[Stored data]
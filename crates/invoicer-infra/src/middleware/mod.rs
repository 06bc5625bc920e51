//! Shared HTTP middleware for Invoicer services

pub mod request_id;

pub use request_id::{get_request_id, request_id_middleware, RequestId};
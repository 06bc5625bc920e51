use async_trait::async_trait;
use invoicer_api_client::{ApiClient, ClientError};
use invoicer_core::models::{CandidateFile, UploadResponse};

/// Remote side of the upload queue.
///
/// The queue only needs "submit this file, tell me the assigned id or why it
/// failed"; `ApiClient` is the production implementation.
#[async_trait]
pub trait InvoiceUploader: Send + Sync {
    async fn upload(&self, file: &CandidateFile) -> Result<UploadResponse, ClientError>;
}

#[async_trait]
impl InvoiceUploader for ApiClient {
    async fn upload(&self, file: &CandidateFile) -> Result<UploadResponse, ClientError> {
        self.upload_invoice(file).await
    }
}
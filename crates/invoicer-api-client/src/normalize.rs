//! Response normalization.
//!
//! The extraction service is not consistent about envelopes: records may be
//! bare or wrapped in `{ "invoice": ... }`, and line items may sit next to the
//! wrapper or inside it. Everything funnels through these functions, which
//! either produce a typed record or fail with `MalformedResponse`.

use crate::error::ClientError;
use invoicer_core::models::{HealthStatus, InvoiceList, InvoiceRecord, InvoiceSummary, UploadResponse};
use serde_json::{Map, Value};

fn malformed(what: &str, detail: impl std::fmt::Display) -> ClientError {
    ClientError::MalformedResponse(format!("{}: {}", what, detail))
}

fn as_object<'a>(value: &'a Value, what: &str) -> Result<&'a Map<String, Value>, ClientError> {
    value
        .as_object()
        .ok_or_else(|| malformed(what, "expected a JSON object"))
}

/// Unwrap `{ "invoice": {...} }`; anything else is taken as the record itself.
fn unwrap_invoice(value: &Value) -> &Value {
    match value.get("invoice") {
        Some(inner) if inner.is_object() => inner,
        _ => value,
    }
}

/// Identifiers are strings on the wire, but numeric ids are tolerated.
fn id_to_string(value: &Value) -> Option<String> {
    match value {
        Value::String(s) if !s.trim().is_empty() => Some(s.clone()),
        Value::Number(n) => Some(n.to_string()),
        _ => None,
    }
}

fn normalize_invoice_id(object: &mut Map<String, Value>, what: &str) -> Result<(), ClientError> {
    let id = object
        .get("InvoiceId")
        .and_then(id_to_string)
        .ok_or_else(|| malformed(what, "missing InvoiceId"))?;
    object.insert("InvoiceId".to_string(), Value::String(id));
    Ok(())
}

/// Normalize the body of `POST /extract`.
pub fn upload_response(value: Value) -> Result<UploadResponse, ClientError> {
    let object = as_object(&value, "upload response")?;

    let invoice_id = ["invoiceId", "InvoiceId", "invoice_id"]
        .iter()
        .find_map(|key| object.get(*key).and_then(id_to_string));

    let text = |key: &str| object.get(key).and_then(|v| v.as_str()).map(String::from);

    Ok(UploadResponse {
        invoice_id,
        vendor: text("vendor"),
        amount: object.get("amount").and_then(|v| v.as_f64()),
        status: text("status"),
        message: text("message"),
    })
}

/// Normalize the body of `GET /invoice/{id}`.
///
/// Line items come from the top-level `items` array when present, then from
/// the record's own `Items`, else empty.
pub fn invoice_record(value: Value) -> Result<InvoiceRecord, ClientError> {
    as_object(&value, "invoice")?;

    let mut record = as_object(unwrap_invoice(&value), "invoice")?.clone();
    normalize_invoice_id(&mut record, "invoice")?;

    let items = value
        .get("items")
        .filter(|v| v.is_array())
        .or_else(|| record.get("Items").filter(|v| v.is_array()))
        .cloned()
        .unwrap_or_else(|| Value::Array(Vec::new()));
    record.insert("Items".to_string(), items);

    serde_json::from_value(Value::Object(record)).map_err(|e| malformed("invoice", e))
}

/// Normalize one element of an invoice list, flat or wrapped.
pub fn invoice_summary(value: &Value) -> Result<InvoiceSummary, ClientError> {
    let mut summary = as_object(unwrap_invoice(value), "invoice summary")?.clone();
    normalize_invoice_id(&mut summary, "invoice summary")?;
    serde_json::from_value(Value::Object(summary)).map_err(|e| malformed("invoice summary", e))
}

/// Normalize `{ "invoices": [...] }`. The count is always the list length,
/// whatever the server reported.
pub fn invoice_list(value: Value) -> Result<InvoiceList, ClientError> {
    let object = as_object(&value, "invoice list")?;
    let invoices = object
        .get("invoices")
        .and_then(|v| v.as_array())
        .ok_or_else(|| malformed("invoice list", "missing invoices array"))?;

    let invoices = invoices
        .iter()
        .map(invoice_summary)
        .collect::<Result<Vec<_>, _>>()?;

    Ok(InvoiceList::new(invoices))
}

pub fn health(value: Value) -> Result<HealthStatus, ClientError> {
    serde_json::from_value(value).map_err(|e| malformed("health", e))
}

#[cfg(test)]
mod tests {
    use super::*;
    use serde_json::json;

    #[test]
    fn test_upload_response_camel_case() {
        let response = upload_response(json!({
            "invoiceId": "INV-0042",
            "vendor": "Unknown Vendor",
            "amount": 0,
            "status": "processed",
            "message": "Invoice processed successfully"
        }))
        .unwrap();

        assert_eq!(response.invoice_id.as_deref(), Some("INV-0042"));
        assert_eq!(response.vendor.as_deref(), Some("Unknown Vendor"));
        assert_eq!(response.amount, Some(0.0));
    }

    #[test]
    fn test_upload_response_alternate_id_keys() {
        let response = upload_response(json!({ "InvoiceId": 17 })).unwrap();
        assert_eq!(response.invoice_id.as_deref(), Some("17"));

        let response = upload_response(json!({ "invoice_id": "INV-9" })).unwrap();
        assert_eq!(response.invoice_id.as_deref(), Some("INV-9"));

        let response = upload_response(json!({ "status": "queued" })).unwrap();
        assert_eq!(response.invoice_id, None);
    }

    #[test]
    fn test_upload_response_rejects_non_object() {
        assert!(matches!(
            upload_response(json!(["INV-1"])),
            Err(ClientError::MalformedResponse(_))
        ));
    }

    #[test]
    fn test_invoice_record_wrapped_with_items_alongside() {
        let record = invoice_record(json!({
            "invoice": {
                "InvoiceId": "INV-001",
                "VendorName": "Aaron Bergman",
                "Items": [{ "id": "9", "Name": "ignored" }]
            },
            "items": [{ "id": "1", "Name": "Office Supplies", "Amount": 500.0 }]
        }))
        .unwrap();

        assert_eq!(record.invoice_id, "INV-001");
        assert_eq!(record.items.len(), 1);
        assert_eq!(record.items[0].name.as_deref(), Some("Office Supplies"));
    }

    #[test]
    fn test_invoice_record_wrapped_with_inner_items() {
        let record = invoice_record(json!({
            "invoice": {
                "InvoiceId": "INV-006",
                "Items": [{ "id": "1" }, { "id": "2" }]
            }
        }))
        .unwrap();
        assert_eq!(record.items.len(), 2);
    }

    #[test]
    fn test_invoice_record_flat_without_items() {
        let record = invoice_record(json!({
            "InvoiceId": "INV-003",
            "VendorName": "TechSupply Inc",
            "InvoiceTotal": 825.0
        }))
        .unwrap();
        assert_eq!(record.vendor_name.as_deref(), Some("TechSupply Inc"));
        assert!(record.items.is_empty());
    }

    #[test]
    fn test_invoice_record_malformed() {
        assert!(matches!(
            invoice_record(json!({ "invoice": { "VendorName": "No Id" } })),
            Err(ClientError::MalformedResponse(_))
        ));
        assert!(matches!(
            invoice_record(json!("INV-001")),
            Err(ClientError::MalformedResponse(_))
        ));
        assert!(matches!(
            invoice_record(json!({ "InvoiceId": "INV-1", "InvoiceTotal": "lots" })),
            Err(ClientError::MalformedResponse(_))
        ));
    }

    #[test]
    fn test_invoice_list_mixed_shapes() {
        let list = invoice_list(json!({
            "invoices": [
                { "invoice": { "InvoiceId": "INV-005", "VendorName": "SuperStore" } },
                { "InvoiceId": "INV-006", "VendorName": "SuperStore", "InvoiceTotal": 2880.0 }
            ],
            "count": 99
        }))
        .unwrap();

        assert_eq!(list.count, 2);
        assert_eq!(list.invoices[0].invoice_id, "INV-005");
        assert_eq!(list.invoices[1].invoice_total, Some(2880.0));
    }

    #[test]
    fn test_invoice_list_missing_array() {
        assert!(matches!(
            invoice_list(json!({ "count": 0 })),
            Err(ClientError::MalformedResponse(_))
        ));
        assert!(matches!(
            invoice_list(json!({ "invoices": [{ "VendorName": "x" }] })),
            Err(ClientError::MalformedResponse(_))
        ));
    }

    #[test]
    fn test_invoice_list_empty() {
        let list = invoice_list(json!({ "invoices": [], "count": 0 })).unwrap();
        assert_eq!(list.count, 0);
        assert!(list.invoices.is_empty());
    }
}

**Exercise description**
Where a line of the data includes the string "InvoiceUploader", list that line.

**Answer space**
pub trait InvoiceUploader: Send + Sync {
impl InvoiceUploader for ApiClient {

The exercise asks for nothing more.